In the material below, how many lines include the string "names"? Answer with the number and nothing else.

▶ _Supplied material_
<<<<
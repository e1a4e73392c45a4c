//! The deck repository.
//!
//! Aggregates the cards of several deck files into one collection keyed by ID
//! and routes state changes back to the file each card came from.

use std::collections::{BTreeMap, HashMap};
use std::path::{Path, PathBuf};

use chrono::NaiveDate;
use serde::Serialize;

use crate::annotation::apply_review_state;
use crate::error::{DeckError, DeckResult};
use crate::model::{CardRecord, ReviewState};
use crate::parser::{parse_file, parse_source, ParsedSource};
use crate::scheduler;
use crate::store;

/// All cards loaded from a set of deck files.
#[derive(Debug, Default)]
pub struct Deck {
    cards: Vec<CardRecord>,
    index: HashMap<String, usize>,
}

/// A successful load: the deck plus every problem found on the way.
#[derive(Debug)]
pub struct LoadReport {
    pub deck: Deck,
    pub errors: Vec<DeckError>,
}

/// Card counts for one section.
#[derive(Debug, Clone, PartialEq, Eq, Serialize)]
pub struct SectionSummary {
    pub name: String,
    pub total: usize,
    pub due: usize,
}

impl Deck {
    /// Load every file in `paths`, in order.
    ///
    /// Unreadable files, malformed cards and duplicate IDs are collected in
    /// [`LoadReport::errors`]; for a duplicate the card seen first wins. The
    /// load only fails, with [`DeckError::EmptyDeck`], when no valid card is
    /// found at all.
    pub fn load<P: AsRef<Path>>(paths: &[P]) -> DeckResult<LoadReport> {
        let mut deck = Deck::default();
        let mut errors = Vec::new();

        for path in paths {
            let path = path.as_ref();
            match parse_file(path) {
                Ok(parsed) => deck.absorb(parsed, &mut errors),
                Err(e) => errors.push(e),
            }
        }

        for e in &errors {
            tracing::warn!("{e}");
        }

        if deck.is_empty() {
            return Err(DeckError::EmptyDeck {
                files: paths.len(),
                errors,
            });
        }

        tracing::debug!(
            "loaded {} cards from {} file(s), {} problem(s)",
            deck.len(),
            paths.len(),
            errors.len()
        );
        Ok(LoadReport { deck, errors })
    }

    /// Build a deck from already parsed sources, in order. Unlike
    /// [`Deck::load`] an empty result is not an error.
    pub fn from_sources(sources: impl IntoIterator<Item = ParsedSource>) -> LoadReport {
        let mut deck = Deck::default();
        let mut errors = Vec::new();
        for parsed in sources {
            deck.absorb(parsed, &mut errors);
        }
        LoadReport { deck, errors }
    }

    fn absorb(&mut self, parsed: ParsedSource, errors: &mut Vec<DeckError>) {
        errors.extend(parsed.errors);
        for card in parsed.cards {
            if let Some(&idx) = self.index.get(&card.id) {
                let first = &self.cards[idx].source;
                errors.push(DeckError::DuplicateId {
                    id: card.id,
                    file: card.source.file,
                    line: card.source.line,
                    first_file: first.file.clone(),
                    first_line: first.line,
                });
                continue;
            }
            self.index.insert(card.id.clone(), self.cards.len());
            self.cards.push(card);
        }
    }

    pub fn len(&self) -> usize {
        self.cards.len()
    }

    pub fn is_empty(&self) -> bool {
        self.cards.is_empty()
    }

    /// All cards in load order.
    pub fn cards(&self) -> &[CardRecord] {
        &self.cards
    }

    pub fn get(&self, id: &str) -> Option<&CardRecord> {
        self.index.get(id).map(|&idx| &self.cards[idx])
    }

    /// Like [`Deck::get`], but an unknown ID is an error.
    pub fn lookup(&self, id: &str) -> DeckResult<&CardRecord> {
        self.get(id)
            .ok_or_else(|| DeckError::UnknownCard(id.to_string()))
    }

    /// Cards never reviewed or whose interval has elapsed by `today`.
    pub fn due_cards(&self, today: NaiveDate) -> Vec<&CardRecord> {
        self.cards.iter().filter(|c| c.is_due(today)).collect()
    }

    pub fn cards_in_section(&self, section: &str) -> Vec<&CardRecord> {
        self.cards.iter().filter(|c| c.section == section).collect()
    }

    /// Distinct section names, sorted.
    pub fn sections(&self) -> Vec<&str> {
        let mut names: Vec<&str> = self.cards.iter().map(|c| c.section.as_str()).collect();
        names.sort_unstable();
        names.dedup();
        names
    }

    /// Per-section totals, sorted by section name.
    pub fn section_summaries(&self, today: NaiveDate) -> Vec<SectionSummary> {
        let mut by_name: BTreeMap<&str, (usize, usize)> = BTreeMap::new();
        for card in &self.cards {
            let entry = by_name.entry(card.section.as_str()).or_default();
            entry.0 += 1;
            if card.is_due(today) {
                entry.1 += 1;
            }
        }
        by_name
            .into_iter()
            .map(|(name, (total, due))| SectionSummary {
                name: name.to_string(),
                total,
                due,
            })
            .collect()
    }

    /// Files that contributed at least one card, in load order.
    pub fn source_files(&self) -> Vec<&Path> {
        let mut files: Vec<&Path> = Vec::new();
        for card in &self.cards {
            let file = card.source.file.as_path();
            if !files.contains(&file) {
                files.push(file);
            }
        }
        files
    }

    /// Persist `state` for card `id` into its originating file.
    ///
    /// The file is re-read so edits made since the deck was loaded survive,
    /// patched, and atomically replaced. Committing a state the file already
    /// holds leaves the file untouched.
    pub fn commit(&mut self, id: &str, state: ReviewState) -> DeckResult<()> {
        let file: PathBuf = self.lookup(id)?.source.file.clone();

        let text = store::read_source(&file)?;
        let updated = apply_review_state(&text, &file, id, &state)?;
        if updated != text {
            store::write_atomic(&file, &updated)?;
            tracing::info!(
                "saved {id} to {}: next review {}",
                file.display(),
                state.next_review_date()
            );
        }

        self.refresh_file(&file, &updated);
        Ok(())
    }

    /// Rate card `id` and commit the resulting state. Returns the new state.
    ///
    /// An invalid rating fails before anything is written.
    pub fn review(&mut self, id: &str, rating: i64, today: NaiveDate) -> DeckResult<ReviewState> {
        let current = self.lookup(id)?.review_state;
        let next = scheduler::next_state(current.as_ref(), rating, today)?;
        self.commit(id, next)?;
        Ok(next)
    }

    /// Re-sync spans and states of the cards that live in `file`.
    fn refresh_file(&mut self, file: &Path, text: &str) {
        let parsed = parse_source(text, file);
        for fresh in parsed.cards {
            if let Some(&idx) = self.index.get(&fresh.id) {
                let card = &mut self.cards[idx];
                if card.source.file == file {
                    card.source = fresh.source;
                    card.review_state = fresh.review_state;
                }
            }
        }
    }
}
>>>>
▶ _Task solution_
5